◆ TASK ITEM
Give every line from the entries that contains "impl".

# # # # # # #

//! Host events and per-add-in subscription tables

use std::ffi::{CString, c_void};

use addin_api::EventKind;
use addin_api::ffi::{HandlerFn, LogEventArgs, RgbEncodeArgs};
use serde::{Deserialize, Serialize};

/// An event raised by the host, carrying its payload.
#[derive(Debug, Clone, PartialEq, Serialize, Deserialize)]
#[serde(tag = "kind", rename_all = "snake_case")]
pub enum AddinEvent {
    Vblank,
    Log { text: String, attributes: u32 },
    Input,
    AsyncInput,
    RgbEncode { r: u8, g: u8, b: u8 },
    Infrared { on: bool },
    Rumble { amplitude: f64 },
    UpdateInputHint,
    BootRomLoad { rom_type: u32 },
    SerialBitStart { bit: bool },
    SerialBitEnd,
    JoypWrite { value: u8 },
    IcdPixel { row: u8 },
    IcdHreset,
    IcdVreset,
    Step,
    Fullscreen { is_fullscreen: bool },
    Menu { open: bool },
    Pause { paused: bool },
    RomRunState { running: bool },
}

impl AddinEvent {
    pub fn kind(&self) -> EventKind {
        match self {
            Self::Vblank => EventKind::Vblank,
            Self::Log { .. } => EventKind::Log,
            Self::Input => EventKind::Input,
            Self::AsyncInput => EventKind::AsyncInput,
            Self::RgbEncode { .. } => EventKind::RgbEncode,
            Self::Infrared { .. } => EventKind::Infrared,
            Self::Rumble { .. } => EventKind::Rumble,
            Self::UpdateInputHint => EventKind::UpdateInputHint,
            Self::BootRomLoad { .. } => EventKind::BootRomLoad,
            Self::SerialBitStart { .. } => EventKind::SerialBitStart,
            Self::SerialBitEnd => EventKind::SerialBitEnd,
            Self::JoypWrite { .. } => EventKind::JoypWrite,
            Self::IcdPixel { .. } => EventKind::IcdPixel,
            Self::IcdHreset => EventKind::IcdHreset,
            Self::IcdVreset => EventKind::IcdVreset,
            Self::Step => EventKind::Step,
            Self::Fullscreen { .. } => EventKind::Fullscreen,
            Self::Menu { .. } => EventKind::Menu,
            Self::Pause { .. } => EventKind::Pause,
            Self::RomRunState { .. } => EventKind::RomRunState,
        }
    }

    /// Build an event of `kind` from a textual value, as typed on a command
    /// line (`fullscreen=true`, `rumble=0.5`, `log=hello`).
    pub fn parse(kind: EventKind, value: Option<&str>) -> Result<Self, String> {
        fn flag(value: Option<&str>) -> Result<bool, String> {
            match value.map(str::trim) {
                None => Ok(true),
                Some("1") | Some("true") | Some("on") => Ok(true),
                Some("0") | Some("false") | Some("off") => Ok(false),
                Some(other) => Err(format!("expected a boolean, got '{other}'")),
            }
        }
        fn number<T: std::str::FromStr>(value: Option<&str>) -> Result<T, String> {
            let value = value.ok_or_else(|| "missing value".to_string())?;
            value
                .trim()
                .parse()
                .map_err(|_| format!("invalid number '{value}'"))
        }

        Ok(match kind {
            EventKind::Vblank => Self::Vblank,
            EventKind::Log => Self::Log {
                text: value.unwrap_or_default().to_string(),
                attributes: 0,
            },
            EventKind::Input => Self::Input,
            EventKind::AsyncInput => Self::AsyncInput,
            EventKind::RgbEncode => {
                let value = value.ok_or_else(|| "expected r,g,b".to_string())?;
                let parts: Vec<&str> = value.split(',').collect();
                let [r, g, b] = parts.as_slice() else {
                    return Err(format!("expected r,g,b, got '{value}'"));
                };
                Self::RgbEncode {
                    r: number(Some(*r))?,
                    g: number(Some(*g))?,
                    b: number(Some(*b))?,
                }
            }
            EventKind::Infrared => Self::Infrared { on: flag(value)? },
            EventKind::Rumble => Self::Rumble {
                amplitude: number(value)?,
            },
            EventKind::UpdateInputHint => Self::UpdateInputHint,
            EventKind::BootRomLoad => Self::BootRomLoad {
                rom_type: number(value)?,
            },
            EventKind::SerialBitStart => Self::SerialBitStart { bit: flag(value)? },
            EventKind::SerialBitEnd => Self::SerialBitEnd,
            EventKind::JoypWrite => Self::JoypWrite {
                value: number(value)?,
            },
            EventKind::IcdPixel => Self::IcdPixel {
                row: number(value)?,
            },
            EventKind::IcdHreset => Self::IcdHreset,
            EventKind::IcdVreset => Self::IcdVreset,
            EventKind::Step => Self::Step,
            EventKind::Fullscreen => Self::Fullscreen {
                is_fullscreen: flag(value)?,
            },
            EventKind::Menu => Self::Menu { open: flag(value)? },
            EventKind::Pause => Self::Pause {
                paused: flag(value)?,
            },
            EventKind::RomRunState => Self::RomRunState {
                running: flag(value)?,
            },
        })
    }

    /// Call `handler` with this event's payload laid out as the C ABI
    /// expects for its kind.
    ///
    /// # Safety
    ///
    /// `handler` must be a live event handler compiled for this event kind.
    pub unsafe fn invoke(&self, handler: HandlerFn) -> i32 {
        fn by_ref<T>(value: &T) -> *const c_void {
            (value as *const T).cast()
        }

        unsafe {
            match self {
                Self::Vblank
                | Self::Input
                | Self::AsyncInput
                | Self::UpdateInputHint
                | Self::SerialBitEnd
                | Self::IcdHreset
                | Self::IcdVreset
                | Self::Step => handler(std::ptr::null()),
                Self::Log { text, attributes } => {
                    let text = CString::new(text.replace('\0', " ")).unwrap_or_default();
                    let args = LogEventArgs {
                        text: text.as_ptr(),
                        attributes: *attributes,
                    };
                    handler(by_ref(&args))
                }
                Self::RgbEncode { r, g, b } => handler(by_ref(&RgbEncodeArgs {
                    r: *r,
                    g: *g,
                    b: *b,
                })),
                Self::Infrared { on: value }
                | Self::SerialBitStart { bit: value }
                | Self::Fullscreen {
                    is_fullscreen: value,
                }
                | Self::Menu { open: value }
                | Self::Pause { paused: value }
                | Self::RomRunState { running: value } => handler(by_ref(value)),
                Self::Rumble { amplitude } => handler(by_ref(amplitude)),
                Self::BootRomLoad { rom_type } => handler(by_ref(rom_type)),
                Self::JoypWrite { value } | Self::IcdPixel { row: value } => handler(by_ref(value)),
            }
        }
    }
}

/// A handler resolved from an add-in library
#[derive(Debug, Clone)]
pub struct HandlerRef {
    pub symbol: String,
    pub func: HandlerFn,
}

/// One optional handler per [`EventKind`]
#[derive(Debug, Clone, Default)]
pub struct EventSubscriptionTable {
    slots: [Option<HandlerRef>; EventKind::COUNT],
}

impl EventSubscriptionTable {
    pub fn new() -> Self {
        Self::default()
    }

    /// Store `handler` for `kind`, returning what it replaced
    pub fn set(&mut self, kind: EventKind, handler: HandlerRef) -> Option<HandlerRef> {
        self.slots[kind.index()].replace(handler)
    }

    pub fn clear(&mut self, kind: EventKind) -> Option<HandlerRef> {
        self.slots[kind.index()].take()
    }

    pub fn clear_all(&mut self) {
        self.slots = Default::default();
    }

    pub fn get(&self, kind: EventKind) -> Option<&HandlerRef> {
        self.slots[kind.index()].as_ref()
    }

    /// Kinds with a handler, in slot order
    pub fn subscribed(&self) -> Vec<EventKind> {
        EventKind::ALL
            .into_iter()
            .filter(|kind| self.slots[kind.index()].is_some())
            .collect()
    }

    pub fn is_empty(&self) -> bool {
        self.slots.iter().all(Option::is_none)
    }
}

# # # # # # #

◆ EXPECTED OUTPUT
impl AddinEvent {
impl EventSubscriptionTable {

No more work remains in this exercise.